Optimization of hepatic vasculature segmentation from contrast-enhanced MRI, exploring two 3D Unet modifications and various loss functions

2021 
Although MRI with hepatospecific contrast agents is a new standard diagnostic imaging for patients with liver cancer, there are no automated methods for detailed segmentation of the liver vasculature in cases with progressed tumors. This is due to the anatomical complexity, underlying disease and tunability of MRI image contrast, which challenge automatization. Here, we investigated the feasibility of liver vessel segmentation with three CNN architectures in combination with four different loss functions. In particular, a 3D Unet, a Vnet and its modification with an intra-layer dense block (DVnet) were evaluated. Dice-based loss, categorical cross entropy (CCE), weighed categorical cross entropy (WCCE) and focal loss (FL) were used as loss functions for training, the latter two to deal with the imbalanced class problem.

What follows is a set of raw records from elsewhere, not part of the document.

//! Farm settings (`tapfarm.toml`).
//!
//! Keys are the upper-case names operators already use in `.env` files
//! (`USE_PROXY`, `SLEEP_BETWEEN_TAP`, ...). Every key can be overridden by an
//! environment variable of the same name. The loaded value is immutable and
//! handed to the scheduler and workers once.

use anyhow::{Context, Result, bail};
use farm_core::IntRange;
use serde::{Deserialize, Deserializer, Serialize};
use std::path::Path;
use std::time::Duration;

#[derive(Debug, Clone, PartialEq, Serialize, Deserialize)]
#[serde(default, rename_all = "SCREAMING_SNAKE_CASE")]
pub struct Settings {
    // Proxies
    pub use_proxy: bool,
    pub sessions_per_proxy: u32,
    pub disable_proxy_replace: bool,

    // Accounts
    #[serde(deserialize_with = "deserialize_name_list")]
    pub blacklisted_sessions: Vec<String>,
    pub ref_id: String,
    pub device_params: bool,

    // Pacing
    /// Upper bound (seconds) of the randomized per-session start delay.
    pub session_start_delay: u64,
    pub sleep_between_tap: IntRange,
    pub sleep_by_min_energy: IntRange,
    pub random_taps_count: IntRange,
    pub min_available_energy: u64,
    /// Cap the long sleep by the time needed to recover `MIN_AVAILABLE_ENERGY`.
    pub cap_sleep_by_recovery: bool,
    pub checkin_interval: u64,

    // Upgrades
    pub max_tap_level: u64,
    pub max_energy_level: u64,
    pub max_charge_level: u64,

    // Failure handling
    pub max_retries: u32,
    pub retry_base_delay: u64,
    pub retry_max_delay: u64,
    pub action_failure_budget: u32,
    pub call_timeout: u64,
    pub proxy_wait: u64,
    pub auth_ttl: u64,
    pub stop_ack_timeout: u64,
    pub worker_restart_limit: u32,

    // Updates
    pub auto_update: bool,
    pub check_update_interval: u64,
    /// `owner/name` of the GitHub repository releases are fetched from.
    /// Empty disables the update watch.
    pub update_repository: String,

    pub debug_logging: bool,
}

impl Default for Settings {
    fn default() -> Self {
        Self {
            use_proxy: true,
            sessions_per_proxy: 1,
            disable_proxy_replace: false,
            blacklisted_sessions: Vec::new(),
            ref_id: String::new(),
            device_params: false,
            session_start_delay: 360,
            sleep_between_tap: IntRange::new(3, 8),
            sleep_by_min_energy: IntRange::new(1800, 10800),
            random_taps_count: IntRange::new(35, 100),
            min_available_energy: 10,
            cap_sleep_by_recovery: true,
            checkin_interval: 3600,
            max_tap_level: 10,
            max_energy_level: 10,
            max_charge_level: 10,
            max_retries: 5,
            retry_base_delay: 5,
            retry_max_delay: 300,
            action_failure_budget: 3,
            call_timeout: 60,
            proxy_wait: 300,
            auth_ttl: 3600,
            stop_ack_timeout: 30,
            worker_restart_limit: 3,
            auto_update: true,
            check_update_interval: 300,
            update_repository: String::new(),
            debug_logging: false,
        }
    }
}

#[derive(Debug, Clone, Copy)]
enum EnvKind {
    Bool,
    Int,
    Range,
    List,
    Str,
}

/// Every recognised key and how its environment override is parsed.
const ENV_KEYS: &[(&str, EnvKind)] = &[
    ("USE_PROXY", EnvKind::Bool),
    ("SESSIONS_PER_PROXY", EnvKind::Int),
    ("DISABLE_PROXY_REPLACE", EnvKind::Bool),
    ("BLACKLISTED_SESSIONS", EnvKind::List),
    ("REF_ID", EnvKind::Str),
    ("DEVICE_PARAMS", EnvKind::Bool),
    ("SESSION_START_DELAY", EnvKind::Int),
    ("SLEEP_BETWEEN_TAP", EnvKind::Range),
    ("SLEEP_BY_MIN_ENERGY", EnvKind::Range),
    ("RANDOM_TAPS_COUNT", EnvKind::Range),
    ("MIN_AVAILABLE_ENERGY", EnvKind::Int),
    ("CAP_SLEEP_BY_RECOVERY", EnvKind::Bool),
    ("CHECKIN_INTERVAL", EnvKind::Int),
    ("MAX_TAP_LEVEL", EnvKind::Int),
    ("MAX_ENERGY_LEVEL", EnvKind::Int),
    ("MAX_CHARGE_LEVEL", EnvKind::Int),
    ("MAX_RETRIES", EnvKind::Int),
    ("RETRY_BASE_DELAY", EnvKind::Int),
    ("RETRY_MAX_DELAY", EnvKind::Int),
    ("ACTION_FAILURE_BUDGET", EnvKind::Int),
    ("CALL_TIMEOUT", EnvKind::Int),
    ("PROXY_WAIT", EnvKind::Int),
    ("AUTH_TTL", EnvKind::Int),
    ("STOP_ACK_TIMEOUT", EnvKind::Int),
    ("WORKER_RESTART_LIMIT", EnvKind::Int),
    ("AUTO_UPDATE", EnvKind::Bool),
    ("CHECK_UPDATE_INTERVAL", EnvKind::Int),
    ("UPDATE_REPOSITORY", EnvKind::Str),
    ("DEBUG_LOGGING", EnvKind::Bool),
];

impl Settings {
    /// Load from `path` (if given and present) and apply process environment overrides.
    pub fn load(path: Option<&Path>) -> Result<Self> {
        Self::load_with_env(path, |key| std::env::var(key).ok())
    }

    /// Like [`Settings::load`] with an injectable environment lookup.
    pub fn load_with_env(
        path: Option<&Path>,
        env: impl Fn(&str) -> Option<String>,
    ) -> Result<Self> {
        let mut table = match path {
            Some(path) => {
                let content = std::fs::read_to_string(path)
                    .with_context(|| format!("Failed to read settings: {}", path.display()))?;
                toml::from_str::<toml::Table>(&content)
                    .with_context(|| format!("Failed to parse settings: {}", path.display()))?
            }
            None => toml::Table::new(),
        };

        warn_unknown_keys(&table);

        for (key, kind) in ENV_KEYS {
            let Some(raw) = env(key) else { continue };
            if raw.trim().is_empty() {
                continue;
            }
            let value = parse_env_value(&raw, *kind)
                .with_context(|| format!("Invalid value for {key} from environment: {raw:?}"))?;
            table.insert((*key).to_string(), value);
        }

        toml::Value::Table(table)
            .try_into()
            .context("Failed to interpret settings")
    }

    pub fn is_blacklisted(&self, name: &str) -> bool {
        self.blacklisted_sessions.iter().any(|s| s == name)
    }

    pub fn call_timeout(&self) -> Duration {
        Duration::from_secs(self.call_timeout)
    }

    pub fn proxy_wait(&self) -> Duration {
        Duration::from_secs(self.proxy_wait)
    }

    pub fn auth_ttl(&self) -> Duration {
        Duration::from_secs(self.auth_ttl)
    }

    pub fn checkin_interval(&self) -> Duration {
        Duration::from_secs(self.checkin_interval)
    }

    pub fn stop_ack_timeout(&self) -> Duration {
        Duration::from_secs(self.stop_ack_timeout)
    }

    pub fn check_update_interval(&self) -> Duration {
        Duration::from_secs(self.check_update_interval)
    }

    /// Backoff before retry number `attempt` (1-based):
    /// `min(RETRY_BASE_DELAY * 2^(attempt-1), RETRY_MAX_DELAY)`.
    pub fn retry_backoff(&self, attempt: u32) -> Duration {
        let exponent = attempt.saturating_sub(1).min(32);
        let secs = self
            .retry_base_delay
            .saturating_mul(1u64 << exponent)
            .min(self.retry_max_delay);
        Duration::from_secs(secs)
    }

    /// Render as TOML (used by `tapfarm config`).
    pub fn to_toml(&self) -> Result<String> {
        toml::to_string(self).context("Failed to serialize settings")
    }
}

fn warn_unknown_keys(table: &toml::Table) {
    for key in table.keys() {
        if !ENV_KEYS.iter().any(|(known, _)| known == key) {
            tracing::warn!(key = %key, "ignoring unknown settings key");
        }
    }
}

fn parse_env_value(raw: &str, kind: EnvKind) -> Result<toml::Value> {
    let raw = raw.trim();
    match kind {
        EnvKind::Bool => match raw.to_ascii_lowercase().as_str() {
            "true" | "1" | "yes" | "on" => Ok(toml::Value::Boolean(true)),
            "false" | "0" | "no" | "off" => Ok(toml::Value::Boolean(false)),
            _ => bail!("expected a boolean"),
        },
        EnvKind::Int => Ok(toml::Value::Integer(parse_int(raw)?)),
        EnvKind::Range => {
            let inner = raw.trim_start_matches('[').trim_end_matches(']');
            let parts: Vec<&str> = inner.split(',').map(str::trim).collect();
            let [lo, hi] = parts.as_slice() else {
                bail!("expected two comma-separated integers");
            };
            Ok(toml::Value::Array(vec![
                toml::Value::Integer(parse_int(lo)?),
                toml::Value::Integer(parse_int(hi)?),
            ]))
        }
        EnvKind::List | EnvKind::Str => Ok(toml::Value::String(raw.to_string())),
    }
}

fn parse_int(raw: &str) -> Result<i64> {
    let value: i64 = raw.parse().context("expected an integer")?;
    if value < 0 {
        bail!("expected a non-negative integer");
    }
    Ok(value)
}

/// Accept either `"a, b"` (the `.env` convention) or `["a", "b"]`.
fn deserialize_name_list<'de, D>(deserializer: D) -> std::result::Result<Vec<String>, D::Error>
where
    D: Deserializer<'de>,
{
    #[derive(Deserialize)]
    #[serde(untagged)]
    enum NameList {
        Csv(String),
        List(Vec<String>),
    }

    let names = match NameList::deserialize(deserializer)? {
        NameList::Csv(csv) => csv.split(',').map(str::to_string).collect(),
        NameList::List(list) => list,
    };
    Ok(names
        .into_iter()
        .map(|s| s.trim().to_string())
        .filter(|s| !s.is_empty())
        .collect())
}

#[cfg(test)]
#[path = "settings_tests.rs"]
mod tests;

A cohort of 90 patients (60 training, 10 validation and 20 testing) with progressed liver tumors were involved in this study, with manually annotated liver vasculature as a “gold standard”. Trained networks were evaluated by means of the Dice coefficient and centerline-based F1 score calculations. Models trained with balanced loss functions (FL,WCEE) performed the best for DVnet, while Vnet had the best performance for unbalanced loss functions. Vnet and DVnet architectures trained with an FL had the best overall segmentation accuracy (DC = 70%), while networks with a Dicebased loss had the lowest performance (max DC = 42%). In conclusion, the use of balanced loss functions, addition of an intra-layer dense block and drop-outs into the network architecture improved handling the unbalanced class problem in liver vessel segmentation.